__Work request__
The answer must match the material word for word, with every line included.
Start of Block
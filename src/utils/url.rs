//! URL utilities for consistent URL handling
//!
//! This module provides utilities for normalizing URLs to prevent issues
//! with trailing slashes when constructing API endpoints.

/// Normalize a base URL by removing trailing slashes
///
/// This ensures consistent URL construction when appending endpoints,
/// preventing double slashes in the final URLs.
///
/// # Examples
///
/// ```
/// use storyteller::utils::url::normalize_base_url;
///
/// assert_eq!(normalize_base_url("https://api.example.com/v1"), "https://api.example.com/v1");
/// assert_eq!(normalize_base_url("https://api.example.com/v1/"), "https://api.example.com/v1");
/// assert_eq!(normalize_base_url("https://api.example.com/v1///"), "https://api.example.com/v1");
/// ```
pub fn normalize_base_url(base_url: &str) -> String {
    base_url.trim_end_matches('/').to_string()
}

/// Construct a complete API endpoint URL from a base URL and endpoint path
///
/// This function normalizes the base URL and safely appends the endpoint,
/// ensuring there are no double slashes in the result.
///
/// # Examples
///
/// ```
/// use storyteller::utils::url::construct_api_url;
///
/// assert_eq!(
///     construct_api_url("https://api.example.com/v1", "threads/runs"),
///     "https://api.example.com/v1/threads/runs"
/// );
/// assert_eq!(
///     construct_api_url("https://api.example.com/v1/", "threads/runs"),
///     "https://api.example.com/v1/threads/runs"
/// );
/// ```
pub fn construct_api_url(base_url: &str, endpoint: &str) -> String {
    let normalized_base = normalize_base_url(base_url);
    let endpoint = endpoint.trim_start_matches('/');
    format!("{}/{}", normalized_base, endpoint)
}
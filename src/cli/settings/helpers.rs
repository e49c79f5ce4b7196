//! Helper functions for settings operations.

use std::path::Path;

use crate::core::config::data::Config;

use super::error::SettingError;
use super::registry::SettingRegistry;

pub fn success_set(key: &str, value: &str) -> String {
    format!("✅ Set {key} to: {value}")
}

pub fn success_unset(key: &str) -> String {
    format!("✅ Unset {key}")
}

/// Join the words after the key, rejecting an empty value.
pub fn joined_value(
    args: &[String],
    hint: &'static str,
    example: &'static str,
) -> Result<String, SettingError> {
    let value = args.join(" ");
    if value.trim().is_empty() {
        return Err(SettingError::MissingArgs { hint, example });
    }
    Ok(value.trim().to_string())
}

/// Load the config at `path`, apply one set/unset, and save it back.
///
/// `args == None` means unset.
pub fn update_config_file(
    registry: &SettingRegistry,
    path: &Path,
    key: &str,
    args: Option<&[String]>,
) -> Result<String, SettingError> {
    let handler = registry
        .get(key)
        .ok_or_else(|| SettingError::UnknownKey(key.to_string()))?;
    let mut config =
        Config::load_from_path(path).map_err(|e| SettingError::ConfigError(e.to_string()))?;

    let message = match args {
        Some(args) => handler.set(args, &mut config)?,
        None => handler.unset(&mut config)?,
    };

    config
        .save_to_path(path)
        .map_err(|e| SettingError::ConfigError(e.to_string()))?;
    Ok(message)
}
//! Request decoration for the assistant API.

/// Version header required by the threads and runs endpoints.
pub const ASSISTANTS_BETA_HEADER: (&str, &str) = ("OpenAI-Beta", "assistants=v2");

/// Add bearer authentication and the assistants beta header to a request.
pub fn add_assistant_headers(
    request: reqwest::RequestBuilder,
    api_key: &str,
) -> reqwest::RequestBuilder {
    request
        .header("Authorization", format!("Bearer {api_key}"))
        .header(ASSISTANTS_BETA_HEADER.0, ASSISTANTS_BETA_HEADER.1)
}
End of Block
__Result for this task__
filename src/utils/url.rs
//! URL utilities for consistent URL handling
//!
//! This module provides utilities for normalizing URLs to prevent issues
//! with trailing slashes when constructing API endpoints.

/// Normalize a base URL by removing trailing slashes
///
/// This ensures consistent URL construction when appending endpoints,
/// preventing double slashes in the final URLs.
///
/// # Examples
///
/// ```
/// use storyteller::utils::url::normalize_base_url;
///
/// assert_eq!(normalize_base_url("https://api.example.com/v1"), "https://api.example.com/v1");
/// assert_eq!(normalize_base_url("https://api.example.com/v1/"), "https://api.example.com/v1");
/// assert_eq!(normalize_base_url("https://api.example.com/v1///"), "https://api.example.com/v1");
/// ```
pub fn normalize_base_url(base_url: &str) -> String {
    base_url.trim_end_matches('/').to_string()
}

/// Construct a complete API endpoint URL from a base URL and endpoint path
///
/// This function normalizes the base URL and safely appends the endpoint,
/// ensuring there are no double slashes in the result.
///
/// # Examples
///
/// ```
/// use storyteller::utils::url::construct_api_url;
///
/// assert_eq!(
///     construct_api_url("https://api.example.com/v1", "threads/runs"),
///     "https://api.example.com/v1/threads/runs"
/// );
/// assert_eq!(
///     construct_api_url("https://api.example.com/v1/", "threads/runs"),
///     "https://api.example.com/v1/threads/runs"
/// );
/// ```
pub fn construct_api_url(base_url: &str, endpoint: &str) -> String {
    let normalized_base = normalize_base_url(base_url);
    let endpoint = endpoint.trim_start_matches('/');
    format!("{}/{}", normalized_base, endpoint)
}
filename src/cli/settings/helpers.rs
repository e49c79f5ce4b7196
//! Helper functions for settings operations.

use std::path::Path;

use crate::core::config::data::Config;

use super::error::SettingError;
use super::registry::SettingRegistry;

pub fn success_set(key: &str, value: &str) -> String {
    format!("✅ Set {key} to: {value}")
}

pub fn success_unset(key: &str) -> String {
    format!("✅ Unset {key}")
}

/// Join the words after the key, rejecting an empty value.
pub fn joined_value(
    args: &[String],
    hint: &'static str,
    example: &'static str,
) -> Result<String, SettingError> {
    let value = args.join(" ");
    if value.trim().is_empty() {
        return Err(SettingError::MissingArgs { hint, example });
    }
    Ok(value.trim().to_string())
}

/// Load the config at `path`, apply one set/unset, and save it back.
///
/// `args == None` means unset.
pub fn update_config_file(
    registry: &SettingRegistry,
    path: &Path,
    key: &str,
    args: Option<&[String]>,
) -> Result<String, SettingError> {
    let handler = registry
        .get(key)
        .ok_or_else(|| SettingError::UnknownKey(key.to_string()))?;
    let mut config =
        Config::load_from_path(path).map_err(|e| SettingError::ConfigError(e.to_string()))?;

    let message = match args {
        Some(args) => handler.set(args, &mut config)?,
        None => handler.unset(&mut config)?,
    };

    config
        .save_to_path(path)
        .map_err(|e| SettingError::ConfigError(e.to_string()))?;
    Ok(message)
}
//! Request decoration for the assistant API.

/// Version header required by the threads and runs endpoints.
pub const ASSISTANTS_BETA_HEADER: (&str, &str) = ("OpenAI-Beta", "assistants=v2");

/// Add bearer authentication and the assistants beta header to a request.
pub fn add_assistant_headers(
    request: reqwest::RequestBuilder,
    api_key: &str,
) -> reqwest::RequestBuilder {
    request
        .header("Authorization", format!("Bearer {api_key}"))
        .header(ASSISTANTS_BETA_HEADER.0, ASSISTANTS_BETA_HEADER.1)
}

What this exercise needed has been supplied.